** Exercise data follows **
//! Configuration loading from TOML files
//!
//! Config file is selected via:
//! 1. --config <path> command line argument
//! 2. CONFIG_FILE environment variable
//! 3. Default: config/dev.toml

use anyhow::Context;
use serde::Deserialize;
use std::env;
use std::fs;
use std::path::Path;
use tracing::warn;

#[derive(Debug, Clone, Deserialize)]
pub struct MqttConfig {
    pub host: String,
    pub port: u16,
    /// Event bus prefix, subscriptions go to `<prefix>/items/+/+`
    #[serde(default = "default_topic_prefix")]
    pub topic_prefix: String,
    #[serde(default)]
    pub username: Option<String>,
    #[serde(default)]
    pub password: Option<String>,
}

fn default_topic_prefix() -> String {
    "openhab".to_string()
}

#[derive(Debug, Clone, Deserialize)]
pub struct EgressConfig {
    /// Enable MQTT egress publishing
    #[serde(default = "default_egress_enabled")]
    pub enabled: bool,
    /// Topic template for status mirror updates (QoS 0), `{item}` is replaced
    #[serde(default = "default_state_topic")]
    pub state_topic: String,
    /// Topic template for device commands (QoS 1), `{item}` is replaced
    #[serde(default = "default_command_topic")]
    pub command_topic: String,
    #[serde(default = "default_egress_queue_size")]
    pub queue_size: usize,
}

impl Default for EgressConfig {
    fn default() -> Self {
        Self {
            enabled: default_egress_enabled(),
            state_topic: default_state_topic(),
            command_topic: default_command_topic(),
            queue_size: default_egress_queue_size(),
        }
    }
}

fn default_egress_enabled() -> bool {
    true
}

fn default_state_topic() -> String {
    "openhab/out/{item}/state".to_string()
}

fn default_command_topic() -> String {
    "openhab/out/{item}/command".to_string()
}

fn default_egress_queue_size() -> usize {
    1000
}

#[derive(Debug, Clone, Deserialize)]
pub struct OccupancyConfig {
    /// TOML item model used to seed the registry mirror
    #[serde(default = "default_model_file")]
    pub model_file: String,
    /// chrono format string for the Occupancy-Time item
    #[serde(default = "default_time_format")]
    pub time_format: String,
    /// Item whose state is ON during daylight (IfDark actions)
    #[serde(default = "default_daylight_item")]
    pub daylight_item: String,
    /// Write an empty OccupancySettings block on locations without one
    #[serde(default)]
    pub create_location_metadata: bool,
    /// Write an empty OccupancyEvent block on points without one
    #[serde(default)]
    pub create_event_metadata: bool,
    #[serde(default = "default_event_queue_size")]
    pub event_queue_size: usize,
}

impl Default for OccupancyConfig {
    fn default() -> Self {
        Self {
            model_file: default_model_file(),
            time_format: default_time_format(),
            daylight_item: default_daylight_item(),
            create_location_metadata: false,
            create_event_metadata: false,
            event_queue_size: default_event_queue_size(),
        }
    }
}

fn default_model_file() -> String {
    "config/model.toml".to_string()
}

fn default_time_format() -> String {
    "%Y-%m-%d %H:%M:%S".to_string()
}

fn default_daylight_item() -> String {
    "DayLight_Switch".to_string()
}

fn default_event_queue_size() -> usize {
    1000
}

#[derive(Debug, Clone, Deserialize)]
pub struct MetricsConfig {
    pub interval_secs: u64,
    /// Prometheus metrics HTTP port (0 to disable)
    #[serde(default = "default_prometheus_port")]
    pub prometheus_port: u16,
}

impl Default for MetricsConfig {
    fn default() -> Self {
        Self { interval_secs: 60, prometheus_port: default_prometheus_port() }
    }
}

fn default_prometheus_port() -> u16 {
    9091
}

#[derive(Debug, Clone, Deserialize)]
pub struct SiteConfig {
    /// Unique site identifier (e.g., "home", "cabin")
    #[serde(default = "default_site_id")]
    pub id: String,
}

impl Default for SiteConfig {
    fn default() -> Self {
        Self { id: default_site_id() }
    }
}

fn default_site_id() -> String {
    "occupancy".to_string()
}

#[derive(Debug, Clone, Deserialize)]
pub struct TomlConfig {
    #[serde(default)]
    pub site: SiteConfig,
    pub mqtt: MqttConfig,
    #[serde(default)]
    pub egress: EgressConfig,
    #[serde(default)]
    pub occupancy: OccupancyConfig,
    #[serde(default)]
    pub metrics: MetricsConfig,
}

/// Main configuration struct used throughout the application
#[derive(Debug, Clone)]
pub struct Config {
    site_id: String,
    mqtt_host: String,
    mqtt_port: u16,
    mqtt_topic_prefix: String,
    mqtt_username: Option<String>,
    mqtt_password: Option<String>,
    egress_enabled: bool,
    egress_state_topic: String,
    egress_command_topic: String,
    egress_queue_size: usize,
    model_file: String,
    time_format: String,
    daylight_item: String,
    create_location_metadata: bool,
    create_event_metadata: bool,
    event_queue_size: usize,
    metrics_interval_secs: u64,
    prometheus_port: u16,
    config_file: String,
}

impl Default for Config {
    fn default() -> Self {
        Self {
            site_id: default_site_id(),
            mqtt_host: "localhost".to_string(),
            mqtt_port: 1883,
            mqtt_topic_prefix: default_topic_prefix(),
            mqtt_username: None,
            mqtt_password: None,
            egress_enabled: default_egress_enabled(),
            egress_state_topic: default_state_topic(),
            egress_command_topic: default_command_topic(),
            egress_queue_size: default_egress_queue_size(),
            model_file: default_model_file(),
            time_format: default_time_format(),
            daylight_item: default_daylight_item(),
            create_location_metadata: false,
            create_event_metadata: false,
            event_queue_size: default_event_queue_size(),
            metrics_interval_secs: 60,
            prometheus_port: default_prometheus_port(),
            config_file: "default".to_string(),
        }
    }
}

impl Config {
    /// Determine config file path: explicit argument, then CONFIG_FILE, then config/dev.toml
    pub fn resolve_config_path(explicit: Option<&str>) -> String {
        if let Some(path) = explicit {
            return path.to_string();
        }

        if let Ok(path) = env::var("CONFIG_FILE") {
            return path;
        }

        "config/dev.toml".to_string()
    }

    /// Load configuration from a TOML file
    pub fn from_file<P: AsRef<Path>>(path: P) -> anyhow::Result<Self> {
        let path = path.as_ref();
        let content = fs::read_to_string(path)
            .with_context(|| format!("Failed to read config file {}", path.display()))?;

        let toml_config: TomlConfig = toml::from_str(&content)
            .with_context(|| format!("Failed to parse config file {}", path.display()))?;

        Ok(Self {
            site_id: toml_config.site.id,
            mqtt_host: toml_config.mqtt.host,
            mqtt_port: toml_config.mqtt.port,
            mqtt_topic_prefix: toml_config.mqtt.topic_prefix,
            mqtt_username: toml_config.mqtt.username,
            mqtt_password: toml_config.mqtt.password,
            egress_enabled: toml_config.egress.enabled,
            egress_state_topic: toml_config.egress.state_topic,
            egress_command_topic: toml_config.egress.command_topic,
            egress_queue_size: toml_config.egress.queue_size,
            model_file: toml_config.occupancy.model_file,
            time_format: toml_config.occupancy.time_format,
            daylight_item: toml_config.occupancy.daylight_item,
            create_location_metadata: toml_config.occupancy.create_location_metadata,
            create_event_metadata: toml_config.occupancy.create_event_metadata,
            event_queue_size: toml_config.occupancy.event_queue_size,
            metrics_interval_secs: toml_config.metrics.interval_secs,
            prometheus_port: toml_config.metrics.prometheus_port,
            config_file: path.display().to_string(),
        })
    }

    /// Load configuration from a path, falling back to defaults on any error
    pub fn load_from_path(path: &str) -> Self {
        match Self::from_file(path) {
            Ok(config) => config,
            Err(e) => {
                warn!(error = %format!("{e:#}"), "config_load_failed_using_defaults");
                Self::default()
            }
        }
    }

    // Getters for all config fields
    pub fn site_id(&self) -> &str {
        &self.site_id
    }

    pub fn mqtt_host(&self) -> &str {
        &self.mqtt_host
    }

    pub fn mqtt_port(&self) -> u16 {
        self.mqtt_port
    }

    pub fn mqtt_topic_prefix(&self) -> &str {
        &self.mqtt_topic_prefix
    }

    /// Subscription filter for the item event bus
    pub fn mqtt_subscription(&self) -> String {
        format!("{}/items/+/+", self.mqtt_topic_prefix)
    }

    pub fn mqtt_username(&self) -> Option<&str> {
        self.mqtt_username.as_deref()
    }

    pub fn mqtt_password(&self) -> Option<&str> {
        self.mqtt_password.as_deref()
    }

    pub fn egress_enabled(&self) -> bool {
        self.egress_enabled
    }

    pub fn egress_state_topic(&self) -> &str {
        &self.egress_state_topic
    }

    pub fn egress_command_topic(&self) -> &str {
        &self.egress_command_topic
    }

    pub fn egress_queue_size(&self) -> usize {
        self.egress_queue_size
    }

    pub fn model_file(&self) -> &str {
        &self.model_file
    }

    pub fn time_format(&self) -> &str {
        &self.time_format
    }

    pub fn daylight_item(&self) -> &str {
        &self.daylight_item
    }

    pub fn create_location_metadata(&self) -> bool {
        self.create_location_metadata
    }

    pub fn create_event_metadata(&self) -> bool {
        self.create_event_metadata
    }

    pub fn event_queue_size(&self) -> usize {
        self.event_queue_size
    }

    pub fn metrics_interval_secs(&self) -> u64 {
        self.metrics_interval_secs
    }

    pub fn prometheus_port(&self) -> u16 {
        self.prometheus_port
    }

    pub fn config_file(&self) -> &str {
        &self.config_file
    }

    /// Builder method for tests to enable placeholder location metadata
    #[cfg(test)]
    pub fn with_create_location_metadata(mut self, enabled: bool) -> Self {
        self.create_location_metadata = enabled;
        self
    }

    /// Builder method for tests to enable placeholder sensor metadata
    #[cfg(test)]
    pub fn with_create_event_metadata(mut self, enabled: bool) -> Self {
        self.create_event_metadata = enabled;
        self
    }

    /// Builder method for tests to set the daylight item
    #[cfg(test)]
    pub fn with_daylight_item(mut self, item: &str) -> Self {
        self.daylight_item = item.to_string();
        self
    }
}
** End of Exercise data **
• Action item: Look above for the line holding "impl Default for Config" and the line holding "pub fn from_file<P: AsRef<Path>>(path: P)". Retype both, and every line between them, word for word and nothing else.

• Solution to this problem:
impl Default for Config {
    fn default() -> Self {
        Self {
            site_id: default_site_id(),
            mqtt_host: "localhost".to_string(),
            mqtt_port: 1883,
            mqtt_topic_prefix: default_topic_prefix(),
            mqtt_username: None,
            mqtt_password: None,
            egress_enabled: default_egress_enabled(),
            egress_state_topic: default_state_topic(),
            egress_command_topic: default_command_topic(),
            egress_queue_size: default_egress_queue_size(),
            model_file: default_model_file(),
            time_format: default_time_format(),
            daylight_item: default_daylight_item(),
            create_location_metadata: false,
            create_event_metadata: false,
            event_queue_size: default_event_queue_size(),
            metrics_interval_secs: 60,
            prometheus_port: default_prometheus_port(),
            config_file: "default".to_string(),
        }
    }
}

impl Config {
    /// Determine config file path: explicit argument, then CONFIG_FILE, then config/dev.toml
    pub fn resolve_config_path(explicit: Option<&str>) -> String {
        if let Some(path) = explicit {
            return path.to_string();
        }

        if let Ok(path) = env::var("CONFIG_FILE") {
            return path;
        }

        "config/dev.toml".to_string()
    }

    /// Load configuration from a TOML file
    pub fn from_file<P: AsRef<Path>>(path: P) -> anyhow::Result<Self> {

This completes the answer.